Weighing the Pediatric Patient During Trauma Resuscitation and Its Concordance With Estimated Weight Using Broselow Luten Emergency Tape

Department of Pediatrics, Arizona Children's Center at Maricopa Medical Center, Phoenix, AZ 85008, USA.
Pediatric emergency care (Impact Factor: 1.05). 05/2012; 28(6):544-7. DOI: 10.1097/PEC.0b013e318258ac2e
Source: PubMed


Obtaining an accurate weight is crucial during pediatric trauma/medical resuscitation. Currently, length-based weight estimations are used. Study objective was to assess feasibility of obtaining actual weights of children during trauma resuscitation and study its concordance with length-based estimated weight using the Broselow Pediatric Emergency Tape.

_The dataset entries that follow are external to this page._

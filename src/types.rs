//! Core types for scrawl-shell.
//!
//! These types define the foundation that everything builds on.
//! They flow between the host page model, the widget, and the mount pipeline.

// =============================================================================
// Geometry
// =============================================================================

/// On-page rectangle of an element, in cells.
///
/// Using integers for exact comparison - layout in the host is cell-grid
/// aligned, so there is no sub-cell geometry to represent.
#[derive(Debug, Clone, Copy, PartialEq, Eq, Default)]
pub struct Rect {
    pub left: u16,
    pub top: u16,
    pub width: u16,
    pub height: u16,
}

impl Rect {
    /// Create a new rectangle.
    pub const fn new(left: u16, top: u16, width: u16, height: u16) -> Self {
        Self {
            left,
            top,
            width,
            height,
        }
    }

    /// A zero-sized rectangle at the origin (pre-layout state).
    pub const ZERO: Self = Self::new(0, 0, 0, 0);

    /// Check if the rectangle has no area yet.
    #[inline]
    pub const fn is_empty(&self) -> bool {
        self.width == 0 || self.height == 0
    }
}

/// Measured dimensions of a widget, in cells.
///
/// Width and height are non-negative by construction.
#[derive(Debug, Clone, Copy, PartialEq, Eq, Default)]
pub struct Size {
    pub width: u16,
    pub height: u16,
}

impl Size {
    /// Create a new size.
    pub const fn new(width: u16, height: u16) -> Self {
        Self { width, height }
    }

    /// The empty size.
    pub const ZERO: Self = Self::new(0, 0);
}

// =============================================================================
// Tests
// =============================================================================
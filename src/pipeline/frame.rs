//! Frame Scheduling - one-shot deferred callbacks.
//!
//! A callback posted with `schedule_frame` runs on the next drain of the
//! frame queue, after the host has had a chance to settle layout. Each
//! callback fires exactly once; there is no recurring loop and no
//! cancellation.

use std::cell::RefCell;

type FrameCallback = Box<dyn FnOnce()>;

thread_local! {
    static QUEUE: RefCell<Vec<FrameCallback>> = const { RefCell::new(Vec::new()) };
}

/// Post a callback for the next frame.
pub fn schedule_frame<F>(callback: F)
where
    F: FnOnce() + 'static,
{
    QUEUE.with(|q| q.borrow_mut().push(Box::new(callback)));
}

/// Drain and run all pending frame callbacks.
///
/// Callbacks scheduled while draining are deferred to the next drain, so a
/// callback can never starve the caller by rescheduling itself.
/// Returns the number of callbacks that ran.
pub fn run_frame_callbacks() -> usize {
    let pending: Vec<FrameCallback> = QUEUE.with(|q| q.borrow_mut().drain(..).collect());
    let count = pending.len();
    for callback in pending {
        callback();
    }
    count
}

/// Number of callbacks waiting for the next frame.
pub fn pending_frames() -> usize {
    QUEUE.with(|q| q.borrow().len())
}

/// Reset frame state (for testing)
pub fn reset_frame_state() {
    QUEUE.with(|q| q.borrow_mut().clear());
}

Pediatric trauma patients 0 to 14 years old presenting to a tertiary care pediatric trauma center between November 2008 and October 2009 were enrolled prospectively. Length-based weight estimation was done on patient arrival using the Broselow tape; in addition, an actual patient weight was recorded using the trauma stretcher integrated weighing scale.
Two hundred thirty-one patients were eligible and enrolled. Weights were recorded in 145 children (63.2%). In 27 patients (18.6%) whose body length exceeded Broselow tape range, weight was measured using stretcher scale only. The remaining 118 patients (mean age, 5.0 [SE ± 0.3] years; 67% male) were used for correlation analysis. There was good correlation (Pearson correlation coefficient, r = 0.86) between estimated weight and measured weight. However, Bland-Altman analysis showed mean bias +2.6 kg (95% confidence interval [CI], 1.6-3.6 kg); lower/upper limits of agreement were -8.3 kg (CI, -10.0 to -6.6 kg) and 13.5 kg (CI, 11.7-15.2 kg).
It is possible to obtain an actual patient weight during pediatric trauma resuscitation. Length-based estimated weight using Broselow tape underestimated weight by 2.6 kg; the mean error was greatest in the highest weight category.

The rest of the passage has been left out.